What is expected:
Among the entries below, find the lines with "category" and copy them.

=== Begin Enclosure ===

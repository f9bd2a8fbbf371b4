// Copyright 2025 Schelling Point Labs Inc
// SPDX-License-Identifier: AGPL-3.0-only

//! Per-user notifications

use crate::codec::{json, new_id, text_enum, to_json};
use crate::Result;
use chrono::{DateTime, Utc};
use folio_api_contract::{NewNotification, Notification};
use rusqlite::{params, Connection, Row};

const NOTIFICATION_COLUMNS: &str =
    "id, user_id, title, message, kind, category, link, read, metadata, created_at";

fn notification_from_row(row: &Row<'_>) -> rusqlite::Result<Notification> {
    Ok(Notification {
        id: row.get(0)?,
        user_id: row.get(1)?,
        title: row.get(2)?,
        message: row.get(3)?,
        kind: text_enum(row, 4)?,
        category: row.get(5)?,
        link: row.get(6)?,
        read: row.get(7)?,
        metadata: json(row, 8)?,
        created_at: row.get(9)?,
    })
}

pub struct NotificationStore<'a> {
    conn: &'a Connection,
}

impl<'a> NotificationStore<'a> {
    pub fn new(conn: &'a Connection) -> Self {
        Self { conn }
    }

    pub fn insert(
        &self,
        user_id: &str,
        new: &NewNotification,
        metadata: serde_json::Value,
    ) -> Result<Notification> {
        let notification = Notification {
            id: new_id(),
            user_id: user_id.to_string(),
            title: new.title.clone(),
            message: new.message.clone(),
            kind: new.kind,
            category: new.category.clone(),
            link: new.link.clone(),
            read: false,
            metadata,
            created_at: Utc::now(),
        };
        self.insert_row(&notification)?;
        Ok(notification)
    }

    fn insert_row(&self, n: &Notification) -> Result<()> {
        self.conn.execute(
            &format!(
                "INSERT INTO notifications ({NOTIFICATION_COLUMNS})
                 VALUES (?1, ?2, ?3, ?4, ?5, ?6, ?7, ?8, ?9, ?10)"
            ),
            params![
                n.id,
                n.user_id,
                n.title,
                n.message,
                n.kind.as_str(),
                n.category,
                n.link,
                n.read,
                to_json(&n.metadata)?,
                n.created_at,
            ],
        )?;
        Ok(())
    }

    /// Newest first
    pub fn list(&self, user_id: &str, unread_only: bool, limit: u32) -> Result<Vec<Notification>> {
        let mut stmt = self.conn.prepare(&format!(
            "SELECT {NOTIFICATION_COLUMNS} FROM notifications
             WHERE user_id = ?1 AND (?2 = 0 OR read = 0)
             ORDER BY created_at DESC, rowid DESC LIMIT ?3"
        ))?;
        let rows = stmt
            .query_map(params![user_id, unread_only, limit], notification_from_row)?
            .collect::<rusqlite::Result<Vec<_>>>()?;
        Ok(rows)
    }

    /// Mark one notification read; `false` when the caller does not own it
    pub fn mark_read(&self, id: &str, user_id: &str) -> Result<bool> {
        let changed = self.conn.execute(
            "UPDATE notifications SET read = 1 WHERE id = ?1 AND user_id = ?2",
            params![id, user_id],
        )?;
        Ok(changed > 0)
    }

    pub fn mark_all_read(&self, user_id: &str) -> Result<u64> {
        let changed = self.conn.execute(
            "UPDATE notifications SET read = 1 WHERE user_id = ?1 AND read = 0",
            params![user_id],
        )?;
        Ok(changed as u64)
    }

    /// Delete one notification; `false` when the caller does not own it
    pub fn delete(&self, id: &str, user_id: &str) -> Result<bool> {
        let changed = self.conn.execute(
            "DELETE FROM notifications WHERE id = ?1 AND user_id = ?2",
            params![id, user_id],
        )?;
        Ok(changed > 0)
    }

    pub fn unread_count(&self, user_id: &str) -> Result<u64> {
        Ok(self.conn.query_row(
            "SELECT COUNT(*) FROM notifications WHERE user_id = ?1 AND read = 0",
            params![user_id],
            |row| row.get(0),
        )?)
    }

    /// Remove read notifications created before `cutoff`
    pub fn delete_read_before(&self, cutoff: DateTime<Utc>) -> Result<u64> {
        let changed = self.conn.execute(
            "DELETE FROM notifications WHERE read = 1 AND created_at < ?1",
            params![cutoff],
        )?;
        Ok(changed as u64)
    }
}

#[cfg(test)]
mod tests {
    use super::*;
    use crate::{Database, UserStore};
    use chrono::Duration;
    use folio_api_contract::UserRole;
    use serde_json::json;

    #[test]
    fn read_marking_respects_ownership() {
        let db = Database::open_in_memory().unwrap();
        db.with_conn(|conn| {
            let users = UserStore::new(conn);
            let alice = users.create("alice@example.com", "Alice", "h", UserRole::User)?;
            let bob = users.create("bob@example.com", "Bob", "h", UserRole::User)?;
            let store = NotificationStore::new(conn);
            let n = store.insert(&alice.id, &NewNotification::new("Hi", "There"), json!({}))?;

            assert!(!store.mark_read(&n.id, &bob.id)?);
            assert_eq!(store.unread_count(&alice.id)?, 1);
            assert!(store.mark_read(&n.id, &alice.id)?);
            assert_eq!(store.unread_count(&alice.id)?, 0);
            assert!(store.list(&alice.id, true, 50)?.is_empty());
            assert_eq!(store.list(&alice.id, false, 50)?.len(), 1);
            Ok(())
        })
        .unwrap();
    }

    #[test]
    fn cleanup_only_removes_old_read_rows() {
        let db = Database::open_in_memory().unwrap();
        db.with_conn(|conn| {
            let user = UserStore::new(conn).create("c@example.com", "C", "h", UserRole::User)?;
            let store = NotificationStore::new(conn);
            let mut old_read = store.insert(&user.id, &NewNotification::new("a", "a"), json!({}))?;
            old_read.id = new_id();
            old_read.read = true;
            old_read.created_at = Utc::now() - Duration::days(40);
            store.insert_row(&old_read)?;

            let mut old_unread = old_read.clone();
            old_unread.id = new_id();
            old_unread.read = false;
            store.insert_row(&old_unread)?;

            let removed = store.delete_read_before(Utc::now() - Duration::days(30))?;
            assert_eq!(removed, 1);
            assert_eq!(store.list(&user.id, false, 50)?.len(), 2);
            Ok(())
        })
        .unwrap();
    }
}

=== End Enclosure ===

Written reply:
    "id, user_id, title, message, kind, category, link, read, metadata, created_at";
        category: row.get(5)?,
            category: new.category.clone(),
                n.category,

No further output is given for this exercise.